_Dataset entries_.
_ _ _

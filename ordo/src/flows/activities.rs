//! Activities of the order flows.
//!
//! Each one only formats and logs its message; a real deployment would
//! call the restaurant, courier and notification services here.

use super::order::Order;
use crate::executor::{Activity, ActivityContext, ActivityError};
use async_trait::async_trait;
use serde::{Deserialize, Serialize};
use tracing::info;

/// Input of [`ReceiveAck`].
#[derive(Debug, Clone, PartialEq, Serialize, Deserialize)]
pub struct ReceiveAckInput {
    pub user_id: String,
    pub order: Order,
    pub restaurant_id: String,
}

/// Acknowledges receipt of an order.
pub struct ReceiveAck;

#[async_trait]
impl Activity for ReceiveAck {
    const NAME: &'static str = "receive-ack";
    type Input = ReceiveAckInput;
    type Output = String;

    async fn execute(
        &self,
        ctx: &ActivityContext,
        input: ReceiveAckInput,
    ) -> Result<String, ActivityError> {
        info!(attempt = ctx.attempt(), "receive-ack activity started");
        Ok(format!(
            "Order {} received: [{}] from userId {} for restaurantId {}",
            input.order.id,
            input.order.content.join(", "),
            input.user_id,
            input.restaurant_id
        ))
    }
}

/// Hands an order over to the customer.
pub struct Deliver;

#[async_trait]
impl Activity for Deliver {
    const NAME: &'static str = "deliver";
    type Input = String;
    type Output = String;

    async fn execute(
        &self,
        _ctx: &ActivityContext,
        order_id: String,
    ) -> Result<String, ActivityError> {
        info!(order.id = %order_id, "Delivering order");
        Ok(format!("Order {} delivered!", order_id))
    }
}

/// Produces the message shown to the customer once the order arrived.
pub struct NotifyCustomer;

#[async_trait]
impl Activity for NotifyCustomer {
    const NAME: &'static str = "notify-customer";
    type Input = ();
    type Output = String;

    async fn execute(&self, _ctx: &ActivityContext, _input: ()) -> Result<String, ActivityError> {
        info!("Printing customer message");
        Ok("Your order is in front of your door!".to_string())
    }
}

_ _ _

_WHAT YOU NEED TO DO_.
Out of the data above, return each line where the word "ActivityContext" can be found.

_RESPONSE FOR THIS EXERCISE_.
use crate::executor::{Activity, ActivityContext, ActivityError};
        ctx: &ActivityContext,
        _ctx: &ActivityContext,
    async fn execute(&self, _ctx: &ActivityContext, _input: ()) -> Result<String, ActivityError> {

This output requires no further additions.